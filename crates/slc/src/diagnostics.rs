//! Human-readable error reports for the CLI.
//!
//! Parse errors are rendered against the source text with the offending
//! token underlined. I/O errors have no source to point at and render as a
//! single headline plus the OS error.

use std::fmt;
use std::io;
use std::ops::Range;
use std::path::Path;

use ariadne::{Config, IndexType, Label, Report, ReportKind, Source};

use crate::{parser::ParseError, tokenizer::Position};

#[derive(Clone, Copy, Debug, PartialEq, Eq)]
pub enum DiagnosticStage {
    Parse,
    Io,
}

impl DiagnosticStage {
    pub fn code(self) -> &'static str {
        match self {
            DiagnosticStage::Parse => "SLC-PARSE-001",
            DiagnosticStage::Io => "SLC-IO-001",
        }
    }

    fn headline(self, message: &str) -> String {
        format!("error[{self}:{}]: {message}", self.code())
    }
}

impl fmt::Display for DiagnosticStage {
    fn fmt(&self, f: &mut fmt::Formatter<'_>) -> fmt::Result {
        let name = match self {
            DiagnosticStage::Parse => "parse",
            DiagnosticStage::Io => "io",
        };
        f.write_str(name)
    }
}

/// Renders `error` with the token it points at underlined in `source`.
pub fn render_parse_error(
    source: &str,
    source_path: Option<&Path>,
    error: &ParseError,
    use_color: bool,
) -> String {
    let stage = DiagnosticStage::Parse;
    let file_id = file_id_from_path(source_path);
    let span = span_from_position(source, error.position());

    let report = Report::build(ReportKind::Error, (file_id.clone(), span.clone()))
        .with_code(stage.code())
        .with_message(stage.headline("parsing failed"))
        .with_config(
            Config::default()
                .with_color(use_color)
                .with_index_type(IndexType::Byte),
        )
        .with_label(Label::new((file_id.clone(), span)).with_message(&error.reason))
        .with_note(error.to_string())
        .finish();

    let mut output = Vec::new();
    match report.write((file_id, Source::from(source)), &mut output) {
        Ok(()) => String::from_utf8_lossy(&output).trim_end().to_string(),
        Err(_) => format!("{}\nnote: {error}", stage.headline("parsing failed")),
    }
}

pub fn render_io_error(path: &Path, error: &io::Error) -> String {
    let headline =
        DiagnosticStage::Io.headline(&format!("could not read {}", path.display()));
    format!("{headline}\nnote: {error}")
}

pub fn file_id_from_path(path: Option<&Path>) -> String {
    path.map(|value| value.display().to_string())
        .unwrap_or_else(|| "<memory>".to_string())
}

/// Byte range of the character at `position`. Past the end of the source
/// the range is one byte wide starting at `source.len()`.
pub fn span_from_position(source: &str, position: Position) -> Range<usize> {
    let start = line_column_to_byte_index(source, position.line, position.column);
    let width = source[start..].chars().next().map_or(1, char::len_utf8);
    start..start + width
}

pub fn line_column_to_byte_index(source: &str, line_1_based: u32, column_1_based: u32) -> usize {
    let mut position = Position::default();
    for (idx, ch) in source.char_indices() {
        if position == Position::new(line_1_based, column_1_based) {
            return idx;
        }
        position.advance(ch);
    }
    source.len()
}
====================
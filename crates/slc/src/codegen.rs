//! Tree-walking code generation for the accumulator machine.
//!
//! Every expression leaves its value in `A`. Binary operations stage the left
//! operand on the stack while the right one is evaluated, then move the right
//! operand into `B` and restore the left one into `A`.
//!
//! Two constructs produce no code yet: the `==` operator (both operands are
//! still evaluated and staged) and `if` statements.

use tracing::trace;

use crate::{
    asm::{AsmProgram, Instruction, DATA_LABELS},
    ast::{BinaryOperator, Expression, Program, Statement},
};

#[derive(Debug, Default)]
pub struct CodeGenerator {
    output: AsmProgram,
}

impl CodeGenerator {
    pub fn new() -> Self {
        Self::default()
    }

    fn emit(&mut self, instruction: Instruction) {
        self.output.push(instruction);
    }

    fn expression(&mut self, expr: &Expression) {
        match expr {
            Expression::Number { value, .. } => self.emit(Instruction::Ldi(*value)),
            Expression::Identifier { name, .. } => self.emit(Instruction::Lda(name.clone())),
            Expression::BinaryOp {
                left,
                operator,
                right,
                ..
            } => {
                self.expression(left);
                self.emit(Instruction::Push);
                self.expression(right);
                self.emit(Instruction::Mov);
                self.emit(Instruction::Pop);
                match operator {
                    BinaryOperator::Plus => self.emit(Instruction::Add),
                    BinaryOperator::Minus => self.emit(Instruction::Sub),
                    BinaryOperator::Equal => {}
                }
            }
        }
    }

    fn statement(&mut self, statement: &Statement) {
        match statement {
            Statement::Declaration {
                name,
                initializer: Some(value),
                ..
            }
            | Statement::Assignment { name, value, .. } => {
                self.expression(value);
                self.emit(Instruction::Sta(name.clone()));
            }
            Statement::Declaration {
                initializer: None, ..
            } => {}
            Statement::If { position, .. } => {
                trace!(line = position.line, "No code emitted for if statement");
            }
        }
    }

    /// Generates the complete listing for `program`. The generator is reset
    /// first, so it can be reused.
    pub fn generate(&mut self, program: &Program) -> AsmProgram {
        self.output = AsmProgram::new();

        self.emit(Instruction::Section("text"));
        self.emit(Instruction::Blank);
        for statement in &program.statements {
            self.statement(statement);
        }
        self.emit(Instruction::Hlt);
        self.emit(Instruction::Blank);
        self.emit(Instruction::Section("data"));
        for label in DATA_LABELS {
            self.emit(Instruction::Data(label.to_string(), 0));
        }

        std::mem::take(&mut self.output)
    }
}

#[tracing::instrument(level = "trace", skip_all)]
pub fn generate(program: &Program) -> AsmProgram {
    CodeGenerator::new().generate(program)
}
====================
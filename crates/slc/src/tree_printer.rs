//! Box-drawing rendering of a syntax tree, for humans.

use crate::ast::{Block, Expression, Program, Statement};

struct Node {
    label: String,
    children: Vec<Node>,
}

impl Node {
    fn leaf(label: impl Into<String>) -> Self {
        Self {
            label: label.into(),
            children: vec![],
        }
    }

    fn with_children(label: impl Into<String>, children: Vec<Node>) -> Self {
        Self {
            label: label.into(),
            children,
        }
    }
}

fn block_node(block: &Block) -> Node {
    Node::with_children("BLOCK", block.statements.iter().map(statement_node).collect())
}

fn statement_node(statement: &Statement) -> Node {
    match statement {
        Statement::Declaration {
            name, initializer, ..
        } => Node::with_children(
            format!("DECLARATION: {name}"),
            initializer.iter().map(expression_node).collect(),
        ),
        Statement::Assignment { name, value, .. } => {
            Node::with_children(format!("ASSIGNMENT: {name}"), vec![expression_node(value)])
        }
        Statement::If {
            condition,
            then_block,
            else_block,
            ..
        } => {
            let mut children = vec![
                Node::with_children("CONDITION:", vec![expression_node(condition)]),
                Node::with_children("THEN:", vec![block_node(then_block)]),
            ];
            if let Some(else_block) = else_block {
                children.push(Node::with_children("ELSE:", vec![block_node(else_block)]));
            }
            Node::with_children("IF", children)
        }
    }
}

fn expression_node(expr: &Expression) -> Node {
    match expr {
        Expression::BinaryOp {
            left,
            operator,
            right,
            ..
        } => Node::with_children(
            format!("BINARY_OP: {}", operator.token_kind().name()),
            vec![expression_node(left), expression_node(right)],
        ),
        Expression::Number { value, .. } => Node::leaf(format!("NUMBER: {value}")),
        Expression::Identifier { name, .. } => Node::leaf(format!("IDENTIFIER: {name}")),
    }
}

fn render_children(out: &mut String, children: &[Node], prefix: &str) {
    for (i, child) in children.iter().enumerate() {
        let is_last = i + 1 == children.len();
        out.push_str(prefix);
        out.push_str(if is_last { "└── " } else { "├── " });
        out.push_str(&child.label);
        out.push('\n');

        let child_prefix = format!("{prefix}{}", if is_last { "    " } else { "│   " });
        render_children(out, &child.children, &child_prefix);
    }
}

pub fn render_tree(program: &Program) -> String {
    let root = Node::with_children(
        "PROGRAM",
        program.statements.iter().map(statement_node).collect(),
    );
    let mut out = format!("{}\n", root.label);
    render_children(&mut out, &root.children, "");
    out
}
====================
The problem: In the listing above, find every line with the word "nnote" and copy it out.

Exercise answer:
        Err(_) => format!("{}\nnote: {error}", stage.headline("parsing failed")),
    format!("{headline}\nnote: {error}")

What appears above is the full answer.